To begin the process, we have to install the required packages first.
library("devtools")
## Warning: package 'devtools' was built under R version 3.5.3
## Warning: package 'usethis' was built under R version 3.5.3
library("tidytext")
## Warning: package 'tidytext' was built under R version 3.5.3
#Use devtools::install_github("hadley/tidyverse") in console
library("tidyverse")
## Warning: package 'ggplot2' was built under R version 3.5.3
## Warning: package 'tibble' was built under R version 3.5.3
## Warning: package 'tidyr' was built under R version 3.5.3
## Warning: package 'readr' was built under R version 3.5.3
## Warning: package 'purrr' was built under R version 3.5.3
## Warning: package 'dplyr' was built under R version 3.5.3
## Warning: package 'stringr' was built under R version 3.5.3
## Warning: package 'forcats' was built under R version 3.5.3
#Use devtools::install_github("josiahparry/genius") in console
library("genius")
Now we will be using the 20 most streamed songs on Spotify and put them into a tribble so we can work with them.

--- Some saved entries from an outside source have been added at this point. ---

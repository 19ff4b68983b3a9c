use axum::{
    http::StatusCode,
    response::{IntoResponse, Json},
};
use serde_json::json;

pub type Result<T> = std::result::Result<T, Error>;

#[derive(Debug, thiserror::Error)]
pub enum Error {
    #[error("Configuration error: {0}")]
    Config(String),

    #[error("Bad request: {0}")]
    BadRequest(String),

    #[error("Quiz incomplete: {0}")]
    Incomplete(String),

    #[error("Validation error: {0}")]
    Validation(#[from] validator::ValidationErrors),

    #[error("JSON error: {0}")]
    Json(#[from] serde_json::Error),

    #[error("Invalid request body: {0}")]
    JsonBody(#[from] axum::extract::rejection::JsonRejection),

    #[error("Storage error: {0}")]
    Storage(String),

    #[error("IO error: {0}")]
    Io(#[from] std::io::Error),
}

impl IntoResponse for Error {
    fn into_response(self) -> axum::response::Response {
        let (status, error_message) = match self {
            Error::BadRequest(msg) => (StatusCode::BAD_REQUEST, msg),
            Error::Validation(err) => (StatusCode::BAD_REQUEST, err.to_string()),
            Error::Json(err) => (StatusCode::BAD_REQUEST, err.to_string()),
            Error::JsonBody(err) => (StatusCode::BAD_REQUEST, err.body_text()),
            Error::Incomplete(msg) => {
                let body = Json(json!({ "error": "quiz_incomplete", "message": msg }));
                return (StatusCode::CONFLICT, body).into_response();
            }
            Error::Io(err) => (StatusCode::INTERNAL_SERVER_ERROR, err.to_string()),
            _ => (
                StatusCode::INTERNAL_SERVER_ERROR,
                "An unexpected error occurred".to_string(),
            ),
        };

        let body = Json(json!({ "error": error_message }));
        (status, body).into_response()
    }
}
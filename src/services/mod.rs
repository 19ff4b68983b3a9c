pub mod export_service;
pub mod quiz_service;
pub mod storage_service;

popular_songs <- tribble(~artist, ~song,
"Ed Sheeran", "Shape of You",
"Drake", "One Dance",
"The Chainsmokers", "Closer",
"Post Malone", "rockstar",
"Ed Sheeran", "Thinking Out Loud",
"Major Lazer", "Lean On",
"Drake", "God's Plan",
"Luis Fonsi", "Despacito",
"Justin Bieber", "Love Yourself",
"Justin Bieber", "Sorry",
"Camila Cabello", "Havana",
"The Chainsmokers", "Don't Let Me Down",
"The Weeknd", "Starboy",
"Mike Posner", "I Took A Pill In Ibiza",
"Dua Lipa", "New Rules",
"DJ Snake", "Let Me Love You",
"Ed Sheeran", "Photograph",
"James Arthur", "Say You Won't Let Go",
"Ed Sheeran", "Perfect",
"Kendrick Lamar", "Humble") %>%
add_genius(artist, song, "lyrics")
## Joining, by = c("artist", "song")
head(popular_songs)
## # A tibble: 6 x 5
## artist song track_title line lyric
## <chr> <chr> <chr> <int> <chr>
## 1 Ed Sheer~ Shape of~ Shape of Y~ 1 The club isn't the best place to f~
## 2 Ed Sheer~ Shape of~ Shape of Y~ 2 So the bar is where I go
## 3 Ed Sheer~ Shape of~ Shape of Y~ 3 Me and my friends at the table doi~
## 4 Ed Sheer~ Shape of~ Shape of Y~ 4 Drinking fast and then we talk slow
## 5 Ed Sheer~ Shape of~ Shape of Y~ 5 And you come over and start up a c~
## 6 Ed Sheer~ Shape of~ Shape of Y~ 6 And trust me I'll give it a chance~
For starters, let’s just see which of these songs is the longest in terms of how many lines they have.
popular_songs %>%
count(track_title) %>%
arrange(-n)
## # A tibble: 20 x 2
## track_title n
## <chr> <int>
## 1 Shape of You 91
## 2 Despacito 77
## 3 Havana 68
## 4 HUMBLE. 67
## 5 One Dance 66
## 6 <U+200B><U+200B>rockstar 64
## 7 New Rules 62
## 8 Say You Won't Let Go 62
## 9 Starboy 59
## 10 Closer 57
## 11 I Took a Pill in Ibiza 53
## 12 Don't Let Me Down 52
## 13 Let Me Love You 51
## 14 Love Yourself 51
## 15 Lean On 47
## 16 God's Plan 46
## 17 Photograph 46
## 18 Sorry 43
## 19 Thinking Out Loud 35
## 20 Perfect 34
The next step in this process is we have to tokenize the lyrics. By doing so, we can discover which are the most common words and how often these words appear in the selected songs.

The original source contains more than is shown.